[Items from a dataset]
◆ ◆ ◆ ◆

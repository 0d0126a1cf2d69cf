// 该文件是 Jiannan （剑南东川） 项目的一部分。
// src/render.rs - 检测结果可视化
//
// 本文件根据 Apache 许可证第 2.0 版（以下简称“许可证”）授权使用；
// 除非遵守该许可证条款，否则您不得使用本文件。
// 您可通过以下网址获取许可证副本：
// http://www.apache.org/licenses/LICENSE-2.0
// 除非适用法律要求或书面同意，根据本许可协议分发的软件均按“原样”提供，
// 不附带任何形式的明示或暗示的保证或条件。
// 有关许可权限与限制的具体条款，请参阅本许可协议。
//
// Copyright (C) 2026 Johann Li <me@qinka.pro>, Wareless Group

use image::{Rgb, RgbImage};
use imageproc::drawing::draw_hollow_rect_mut;
use imageproc::rect::Rect;

use crate::engine::Region;
use crate::frame::RgbFrame;

const BOX_COLOR: [u8; 3] = [0, 0, 255];
const BOX_THICKNESS: i32 = 2;

/// 把区域边框画到帧上，返回标注后的图像。
pub fn annotate(frame: &RgbFrame, regions: &[Region]) -> RgbImage {
  let mut image = frame.to_rgb_image();
  for region in regions {
    draw_region(&mut image, region);
  }
  image
}

// bbox 为归一化 [x_min, y_min, x_max, y_max]
fn draw_region(image: &mut RgbImage, region: &Region) {
  let (width, height) = (image.width() as f32, image.height() as f32);

  let x_min = ((region.bbox[0] * width).floor() as i32).clamp(0, width as i32 - 1);
  let y_min = ((region.bbox[1] * height).floor() as i32).clamp(0, height as i32 - 1);
  let x_max = ((region.bbox[2] * width).ceil() as i32).clamp(0, width as i32 - 1);
  let y_max = ((region.bbox[3] * height).ceil() as i32).clamp(0, height as i32 - 1);

  if x_min >= x_max || y_min >= y_max {
    return;
  }

  for thickness in 0..BOX_THICKNESS {
    let box_w = (x_max - x_min) - 2 * thickness;
    let box_h = (y_max - y_min) - 2 * thickness;
    if box_w < 1 || box_h < 1 {
      break;
    }
    let rect = Rect::at(x_min + thickness, y_min + thickness).of_size(box_w as u32, box_h as u32);
    draw_hollow_rect_mut(image, rect, Rgb(BOX_COLOR));
  }
}
// 该文件是 Jiannan （剑南东川） 项目的一部分。
// src/context.rs - 引擎上下文池
//
// 本文件根据 Apache 许可证第 2.0 版（以下简称“许可证”）授权使用；
// 除非遵守该许可证条款，否则您不得使用本文件。
// 您可通过以下网址获取许可证副本：
// http://www.apache.org/licenses/LICENSE-2.0
// 除非适用法律要求或书面同意，根据本许可协议分发的软件均按“原样”提供，
// 不附带任何形式的明示或暗示的保证或条件。
// 有关许可权限与限制的具体条款，请参阅本许可协议。
//
// Copyright (C) 2026 Johann Li <me@qinka.pro>, Wareless Group

use std::ops::{Deref, DerefMut};
use std::sync::{Condvar, Mutex};
use std::time::{Duration, Instant};

use thiserror::Error;
use tracing::{debug, warn};

use crate::engine::{Engine, EngineBuilder, EngineError};

#[derive(Error, Debug)]
pub enum ContextError {
  #[error("引擎上下文耗尽: 等待 {waited_ms} 毫秒后仍不可用")]
  Exhausted { waited_ms: u64 },
  #[error("构造引擎上下文失败: {0}")]
  Init(#[from] EngineError),
}

/// 有界引擎上下文池。
///
/// 上下文在容量内惰性构造，只在池销毁（进程退出）时销毁。
/// 检出以 `ContextGuard` 表达：持有期内独占，离开作用域即归还，
/// 任何退出路径上都不会泄漏或二次归还。
pub struct ContextPool {
  state: Mutex<PoolState>,
  available: Condvar,
  capacity: usize,
  builder: Box<dyn EngineBuilder>,
}

struct PoolState {
  idle: Vec<Box<dyn Engine>>,
  built: usize,
}

impl ContextPool {
  pub fn new(capacity: usize, builder: Box<dyn EngineBuilder>) -> Self {
    Self {
      state: Mutex::new(PoolState {
        idle: Vec::with_capacity(capacity),
        built: 0,
      }),
      available: Condvar::new(),
      capacity,
      builder,
    }
  }

  pub fn capacity(&self) -> usize {
    self.capacity
  }

  /// 已构造的上下文数量。
  pub fn built(&self) -> usize {
    self.state.lock().expect("上下文池互斥锁中毒").built
  }

  /// 当前空闲（未被检出）的上下文数量。
  pub fn idle(&self) -> usize {
    self.state.lock().expect("上下文池互斥锁中毒").idle.len()
  }

  /// 检出一个上下文，最多等待 `timeout`。
  ///
  /// 池未满时在锁外构造新上下文；构造失败会退还名额并唤醒
  /// 其他等待者。
  pub fn acquire(&self, timeout: Duration) -> Result<ContextGuard<'_>, ContextError> {
    let deadline = Instant::now() + timeout;
    let mut state = self.state.lock().expect("上下文池互斥锁中毒");

    loop {
      if let Some(engine) = state.idle.pop() {
        debug!("检出上下文, 空闲 {}/{}", state.idle.len(), state.built);
        return Ok(ContextGuard {
          pool: self,
          engine: Some(engine),
        });
      }

      if state.built < self.capacity {
        state.built += 1;
        drop(state);
        match self.builder.build() {
          Ok(engine) => {
            debug!("惰性构造新上下文");
            return Ok(ContextGuard {
              pool: self,
              engine: Some(engine),
            });
          }
          Err(e) => {
            let mut state = self.state.lock().expect("上下文池互斥锁中毒");
            state.built -= 1;
            drop(state);
            self.available.notify_one();
            return Err(ContextError::Init(e));
          }
        }
      }

      let now = Instant::now();
      if now >= deadline {
        warn!("等待上下文超时 ({:?})", timeout);
        return Err(ContextError::Exhausted {
          waited_ms: timeout.as_millis() as u64,
        });
      }
      let (next, _) = self
        .available
        .wait_timeout(state, deadline - now)
        .expect("上下文池互斥锁中毒");
      state = next;
    }
  }

  fn put_back(&self, engine: Box<dyn Engine>) {
    let mut state = self.state.lock().expect("上下文池互斥锁中毒");
    state.idle.push(engine);
    debug!("归还上下文, 空闲 {}/{}", state.idle.len(), state.built);
    drop(state);
    self.available.notify_one();
  }
}

/// 作用域内独占持有的上下文，Drop 时归还到池。
pub struct ContextGuard<'a> {
  pool: &'a ContextPool,
  engine: Option<Box<dyn Engine>>,
}

impl std::fmt::Debug for ContextGuard<'_> {
  fn fmt(&self, f: &mut std::fmt::Formatter<'_>) -> std::fmt::Result {
    f.debug_struct("ContextGuard")
      .field("engine", &self.engine.is_some())
      .finish()
  }
}

impl Deref for ContextGuard<'_> {
  type Target = dyn Engine;

  fn deref(&self) -> &Self::Target {
    self.engine.as_deref().expect("上下文已被归还")
  }
}

impl DerefMut for ContextGuard<'_> {
  fn deref_mut(&mut self) -> &mut Self::Target {
    self.engine.as_deref_mut().expect("上下文已被归还")
  }
}

impl Drop for ContextGuard<'_> {
  fn drop(&mut self) {
    if let Some(engine) = self.engine.take() {
      self.pool.put_back(engine);
    }
  }
}

#[cfg(test)]
mod tests {
  use super::*;
  use crate::engine::{Region, Tensor};

  struct NullEngine;

  impl Engine for NullEngine {
    fn name(&self) -> &'static str {
      "null"
    }

    fn input_size(&self) -> (u32, u32) {
      (8, 8)
    }

    fn analyze(&mut self, _tensor: &Tensor) -> Result<Vec<Region>, EngineError> {
      Ok(Vec::new())
    }
  }

  struct NullBuilder;

  impl EngineBuilder for NullBuilder {
    fn build(&self) -> Result<Box<dyn Engine>, EngineError> {
      Ok(Box::new(NullEngine))
    }
  }

  struct FailingBuilder;

  impl EngineBuilder for FailingBuilder {
    fn build(&self) -> Result<Box<dyn Engine>, EngineError> {
      Err(EngineError::Backend("设备不可用".to_string()))
    }
  }

  #[test]
  fn contexts_are_built_lazily_and_reused() {
    let pool = ContextPool::new(2, Box::new(NullBuilder));
    assert_eq!(pool.built(), 0);

    {
      let _a = pool.acquire(Duration::from_millis(10)).expect("检出失败");
      assert_eq!(pool.built(), 1);
      assert_eq!(pool.idle(), 0);
    }
    assert_eq!(pool.idle(), 1);

    // 再次检出复用已构造的上下文
    let _b = pool.acquire(Duration::from_millis(10)).expect("检出失败");
    assert_eq!(pool.built(), 1);
  }

  #[test]
  fn acquire_times_out_when_capacity_is_held() {
    let pool = ContextPool::new(1, Box::new(NullBuilder));
    let _held = pool.acquire(Duration::from_millis(10)).expect("检出失败");

    let err = pool.acquire(Duration::from_millis(20)).unwrap_err();
    assert!(matches!(err, ContextError::Exhausted { .. }));
  }

  #[test]
  fn failed_construction_releases_the_slot() {
    let pool = ContextPool::new(1, Box::new(FailingBuilder));
    assert!(matches!(
      pool.acquire(Duration::from_millis(10)),
      Err(ContextError::Init(_))
    ));
    // 名额被退还，后续检出仍会尝试构造而不是直接耗尽
    assert_eq!(pool.built(), 0);
    assert!(matches!(
      pool.acquire(Duration::from_millis(10)),
      Err(ContextError::Init(_))
    ));
  }
}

◆ ◆ ◆ ◆

WORK TO BE COMPLETED:
Only the lines with the string "Result" are wanted; pick them out of the records above and copy them.

ANSWER:
  pub fn acquire(&self, timeout: Duration) -> Result<ContextGuard<'_>, ContextError> {
  fn fmt(&self, f: &mut std::fmt::Formatter<'_>) -> std::fmt::Result {
    fn analyze(&mut self, _tensor: &Tensor) -> Result<Vec<Region>, EngineError> {
    fn build(&self) -> Result<Box<dyn Engine>, EngineError> {
    fn build(&self) -> Result<Box<dyn Engine>, EngineError> {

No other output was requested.